The Filipino and the other World
(Mercado, 1974, 1994, 2000)
A. The sacred and the Profane
The Filipinos non-dichotomy of the sacred and the profane by other Orientals. For the Jewish, the Indians and the Chinese philosophers there is no separation between philosophy and religious thought. The Filipinos way of thinking or outlook sees the divine transparency in nature and in holy persons. If he considers certain places or objects as sacred, the object is not the thing itself but because it symbolizes a possible encounter with the divine. The profane and the sacred are inseparable for the Filipino. His relationship to the other world is incarnational.
B. On God, The Spirits and the Departed
God’s existence is a fact for the Filipino. There is no need of proving his existence (as a preoccupation western philosophy). Perhaps his way of reasoning (psychological, knowledge of connaturality) intuits God’s existence through the Filipinos reading nature and harmony with nature. Closeness to nature occasions the experiencing of God’s existence. Indian philosophy also claims that the existence of God (who 0is above and beyond finite resoning) cannot be proven by reason but rather is intuited.

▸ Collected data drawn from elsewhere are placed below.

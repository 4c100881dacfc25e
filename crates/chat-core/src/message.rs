use std::time::{SystemTime, UNIX_EPOCH};

use robochat_llm::{Metrics, ModelRef, Usage};
use robochat_storage::{BlockId, MessageId, TopicId};

pub(crate) fn now_unix_millis() -> i64 {
    SystemTime::now()
        .duration_since(UNIX_EPOCH)
        .map(|duration| duration.as_millis() as i64)
        .unwrap_or_default()
}

#[derive(Debug, Clone, Copy, PartialEq, Eq, Hash)]
pub enum Role {
    System,
    User,
    Assistant,
}

/// Lifecycle of a message.
///
/// User messages are created as `Success`. Assistant messages start as `Pending`, move to
/// `Processing` once their provider stream opens, and end as `Success` or `Error`. A
/// user-cancelled response ends as `Success` with an interrupted block attached.
#[derive(Debug, Clone, Copy, PartialEq, Eq, Hash)]
pub enum MessageStatus {
    Pending,
    Processing,
    Success,
    Error,
}

impl MessageStatus {
    pub fn is_terminal(self) -> bool {
        matches!(self, Self::Success | Self::Error)
    }

    pub fn is_in_flight(self) -> bool {
        matches!(self, Self::Pending | Self::Processing)
    }
}

#[derive(Debug, Clone, PartialEq)]
pub struct Message {
    pub id: MessageId,
    pub topic_id: TopicId,
    /// For assistant messages, the user message this one answers.
    pub ask_id: Option<MessageId>,
    pub role: Role,
    pub status: MessageStatus,
    pub model: Option<ModelRef>,
    /// Models explicitly addressed by a user message; each one gets its own response.
    pub mentions: Vec<ModelRef>,
    pub blocks: Vec<BlockId>,
    pub created_at_unix_millis: i64,
    pub updated_at_unix_millis: i64,
    pub metrics: Option<Metrics>,
    pub usage: Option<Usage>,
}

impl Message {
    fn base(topic_id: TopicId, role: Role, status: MessageStatus) -> Self {
        let now = now_unix_millis();
        Self {
            id: MessageId::new_v7(),
            topic_id,
            ask_id: None,
            role,
            status,
            model: None,
            mentions: Vec::new(),
            blocks: Vec::new(),
            created_at_unix_millis: now,
            updated_at_unix_millis: now,
            metrics: None,
            usage: None,
        }
    }

    pub fn user(topic_id: TopicId) -> Self {
        Self::base(topic_id, Role::User, MessageStatus::Success)
    }

    /// Placeholder response for `ask_id`, filled in by the stream orchestrator.
    pub fn assistant_stub(topic_id: TopicId, ask_id: MessageId, model: ModelRef) -> Self {
        let mut message = Self::base(topic_id, Role::Assistant, MessageStatus::Pending);
        message.ask_id = Some(ask_id);
        message.model = Some(model);
        message
    }

    pub fn with_mentions(mut self, mentions: Vec<ModelRef>) -> Self {
        self.mentions = mentions;
        self
    }

    pub fn with_blocks(mut self, blocks: Vec<BlockId>) -> Self {
        self.blocks = blocks;
        self
    }

    pub fn is_assistant(&self) -> bool {
        self.role == Role::Assistant
    }

    pub fn apply(&mut self, update: MessageUpdate) {
        if let Some(status) = update.status {
            self.status = status;
        }
        if let Some(model) = update.model {
            self.model = Some(model);
        }
        if let Some(blocks) = update.blocks {
            self.blocks = blocks;
        }
        if let Some(insert) = update.append_block
            && !self.blocks.contains(&insert.block_id)
        {
            match insert.position {
                Some(position) if position < self.blocks.len() => {
                    self.blocks.insert(position, insert.block_id)
                }
                _ => self.blocks.push(insert.block_id),
            }
        }
        if update.clear_outcome {
            self.metrics = None;
            self.usage = None;
        }
        if let Some(metrics) = update.metrics {
            self.metrics = Some(metrics);
        }
        if let Some(usage) = update.usage {
            self.usage = Some(usage);
        }
        self.updated_at_unix_millis = now_unix_millis();
    }
}

/// Where a newly opened block lands in its message's block list.
#[derive(Debug, Clone, Copy, PartialEq, Eq)]
pub struct BlockRefInsert {
    pub block_id: BlockId,
    /// `None` appends.
    pub position: Option<usize>,
}

/// Partial message update. Unset fields are left untouched.
#[derive(Debug, Clone, Default, PartialEq)]
pub struct MessageUpdate {
    pub status: Option<MessageStatus>,
    pub model: Option<ModelRef>,
    pub blocks: Option<Vec<BlockId>>,
    pub append_block: Option<BlockRefInsert>,
    pub metrics: Option<Metrics>,
    pub usage: Option<Usage>,
    /// Drops metrics and usage before the other fields apply.
    pub clear_outcome: bool,
}

impl MessageUpdate {
    pub fn status(status: MessageStatus) -> Self {
        Self {
            status: Some(status),
            ..Self::default()
        }
    }

    pub fn with_status(mut self, status: MessageStatus) -> Self {
        self.status = Some(status);
        self
    }

    pub fn with_blocks(mut self, blocks: Vec<BlockId>) -> Self {
        self.blocks = Some(blocks);
        self
    }

    pub fn append_block(mut self, block_id: BlockId) -> Self {
        self.append_block = Some(BlockRefInsert {
            block_id,
            position: None,
        });
        self
    }

    pub fn with_metrics(mut self, metrics: Metrics) -> Self {
        self.metrics = Some(metrics);
        self
    }

    pub fn with_usage(mut self, usage: Option<Usage>) -> Self {
        self.usage = usage;
        self
    }

    pub fn clear_outcome(mut self) -> Self {
        self.clear_outcome = true;
        self
    }
}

Implied in the Filipinos philosophy and behavior is his desire for harmony. This desire for harmony is similar to the Indian and Chinese desire for oneness with the absolute. The Filipinos philosophy of God, the spirits and the departed ancestors is a reflection of his social philosophy as well as of his general philosophy of harmony.
C. The Filipinos Bearing
The Filipino has non-western concept of conscience because he thinks holistically and “psychologically” he is more communitarian than individualistic, whereas westerners tend to be more individualistic; and conscience can also be viewed from the point of good and evil. The “lack” of conscience is from the western viewpoint. The Filipino has his equivalent for it since he knows what is right and wrong.
The Filipino generally believes in the innate goodness of man. He does not have the western concept of moral conscience. His “lack” of moral conscience (and consequently, “lack” of guilt feelings) is balanced by his philosophy of retribution. The sanction flows from within himself.